The challenge lies not in the technical quality of TAVI but in the limits of the available evidence. The most frequently cited randomized trials (PARTNER 3 and EVOLUT Low Risk) provide follow-up of up to five years—clearly insufficient for patients whose life expectancy often exceeds 20 or even 30 years. Although the NOTION trial recently reported 10-year data showing reasonable valve durability, the study population was elderly and small, with few younger patients, making extrapolation unreliable. Under these circumstances, it is premature to claim therapeutic equivalence between TAVI and surgery when transcatheter valve durability remains uncertain.

The 2025 ESC/EACTS Guidelines, by lowering the reference age to 70 years, have accelerated this shift. Yet, the decision seems driven more by trends than by evidence. The current study reinforces that, although early clinical outcomes of TAVI are favorable, rates of reintervention, paravalvular leakage, and pacemaker implantation remain notably higher than after conventional surgery. For younger patients—where durability and reproducibility are crucial—such differences are far from trivial: they can determine whether treatment is definitive or merely the first in a sequence of reinterventions, each carrying added procedural risk and cumulative morbidity.

Another key consideration is that reinterventions after TAVI are associated with substantially higher mortality than reoperations on surgical bioprostheses. Contemporary multicenter registries consistently report mortality rates between 15% and 25% for TAVI explantation—significantly exceeding those observed after conventional redo valve surgery. This fact carries particular weight in young patients, who face a high probability of requiring one or more reinterventions throughout life. Therefore, the initial therapeutic choice should not hinge solely on short-term procedural risk but also on the feasibility and safety of potential future reoperations.

Registry data also reveal striking regional and institutional variability in the adoption of TAVI, suggesting that its expansion is influenced by practice dynamics and resource availability as much as by clinical criteria. While growth in Spain has been more gradual and homogeneous, the same trend toward broadening indications and expanding structural programs can be observed.

It is equally important to acknowledge that this debate is not purely technical but cultural. The “TAVI effect” has produced patients who actively request percutaneous valves and physicians influenced by time pressure or device availability. In such an environment, the Heart Team’s role should be strengthened, not diluted. Decisions must remain shared, evidence-based, and guided by the patient’s lifetime perspective rather than by the inertia of a technological trend.

There is also a conceptual risk in this shift—confusing convenience with equivalence. That a procedure is less invasive or offers faster recovery does not inherently make it superior. Surgical aortic valve replacement continues to provide a durable, reproducible, and safe solution, particularly in experienced hands.
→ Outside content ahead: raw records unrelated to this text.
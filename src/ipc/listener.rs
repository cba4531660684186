//! Loopback TCP [`CommandSource`] implementation.
//!
//! Binds a TCP socket (normally on `127.0.0.1`) and accepts one connection
//! at a time.  Each line received is parsed as a JSON-encoded [`Command`];
//! the [`Reply`] is written back as one line of JSON.
//!
//! # Wire format
//!
//! Requests and replies are single lines of JSON followed by `\n`:
//!
//! ```json
//! → {"ApplyWindowLayout":{"title":"client","width":480,"height":344}}
//! ← {"Placed":{"count":4,"message":"arranged 4 window(s)"}}
//! → "GetTrackedWindows"
//! ← {"Windows":[{"order":1,"title":"client","handle":6700,"x":0,"y":0,"has_caption":false,"has_border":true}]}
//! → not json
//! ← {"Error":{"kind":"InvalidArgument","message":"malformed command: ..."}}
//! ```

use crate::command::{Command, Reply, Request};
use crate::error::ErrorKind;
use crate::traits::CommandSource;
use log::{debug, error, info, warn};
use std::io::{BufRead, BufReader, Write};
use std::net::{SocketAddr, TcpListener, TcpStream, ToSocketAddrs};
use std::sync::mpsc;

/// A [`CommandSource`] that listens on a TCP socket for JSON-encoded
/// commands.
///
/// Each accepted connection can send multiple newline-delimited commands
/// and receives one reply line per command, in order.  When the connection
/// closes, the listener waits for the next one.
pub struct TcpCommandListener {
    listener: TcpListener,
}

/// Errors produced by the TCP listener.
#[derive(Debug, thiserror::Error)]
pub enum ListenerError {
    #[error("io error: {0}")]
    Io(#[from] std::io::Error),
    #[error("json encode error: {0}")]
    Json(#[from] serde_json::Error),
}

/// What to do after a connection ends.
enum Next {
    Accept,
    Shutdown,
}

impl TcpCommandListener {
    /// Bind to `addr` immediately so a busy port is reported at startup.
    pub fn bind(addr: impl ToSocketAddrs) -> Result<Self, ListenerError> {
        let listener = TcpListener::bind(addr)?;
        Ok(Self { listener })
    }

    /// The address actually bound (useful when binding port 0).
    pub fn local_addr(&self) -> Result<SocketAddr, ListenerError> {
        Ok(self.listener.local_addr()?)
    }

    fn serve(&self, stream: TcpStream, sink: &mpsc::Sender<Request>) -> Result<Next, ListenerError> {
        let mut writer = stream.try_clone()?;
        let reader = BufReader::new(stream);

        for line in reader.lines() {
            let text = line?;
            if text.trim().is_empty() {
                continue;
            }

            let reply = match serde_json::from_str::<Command>(&text) {
                Ok(cmd) => {
                    debug!("received {:?}", cmd);
                    let (req, rx) = Request::new(cmd);
                    if sink.send(req).is_err() {
                        info!("sink closed, shutting down");
                        return Ok(Next::Shutdown);
                    }
                    match rx.recv() {
                        Ok(reply) => reply,
                        Err(_) => {
                            info!("request dropped without reply, shutting down");
                            return Ok(Next::Shutdown);
                        }
                    }
                }
                Err(e) => {
                    warn!("bad command: {}: {}", text, e);
                    Reply::Error {
                        kind: ErrorKind::InvalidArgument,
                        message: format!("malformed command: {}", e),
                    }
                }
            };

            let mut encoded = serde_json::to_string(&reply)?;
            encoded.push('\n');
            writer.write_all(encoded.as_bytes())?;
            writer.flush()?;
        }
        Ok(Next::Accept)
    }
}

impl CommandSource for TcpCommandListener {
    type Error = ListenerError;

    /// Accept connections and forward their commands.
    ///
    /// This method **blocks** until the sink is closed.  Run it on a
    /// dedicated thread.
    fn run(&mut self, sink: mpsc::Sender<Request>) -> Result<(), Self::Error> {
        info!("listening on {}", self.local_addr()?);

        for stream in self.listener.incoming() {
            match stream {
                Ok(stream) => {
                    let peer = stream
                        .peer_addr()
                        .map(|a| a.to_string())
                        .unwrap_or_else(|_| "?".into());
                    debug!("client {} connected", peer);
                    match self.serve(stream, &sink) {
                        Ok(Next::Accept) => debug!("client {} disconnected", peer),
                        Ok(Next::Shutdown) => return Ok(()),
                        Err(e) => error!("client {}: {}", peer, e),
                    }
                }
                Err(e) => {
                    error!("accept error: {}", e);
                }
            }
        }
        Ok(())
    }
}

//  Tests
In contrast, TAVI durability remains based largely on extrapolations rather than definitive data.

For these reasons, it is prudent to maintain surgery as the preferred option in young, low-risk patients with suitable anatomy, reserving TAVI for those with specific contraindications or clinical conditions that substantially increase operative risk or reduce life expectancy.

Ultimately, both the study and the guidelines convey a message of openness toward younger candidates for TAVI, but the surgeon must remain the voice of caution. The goal is not to hinder innovation but to accompany it with solid evidence, structured follow-up, and a realistic appraisal of long-term consequences. Because, as is often the case in medicine, the key question is not whether we can do it—but whether we should do it yet.

REFERENCE:

Alabbadi S, Bowdish ME, Sallam A, Tam DY, Hasan I, Kumaresan A, et al. Transcatheter versus surgical aortic valve replacement in patients younger than 65 years in the United States. J Thorac Cardiovasc Surg. 2025 Sep;170(3):698–706.e19. doi: 10.1016/j.jtcvs.2024.12.025.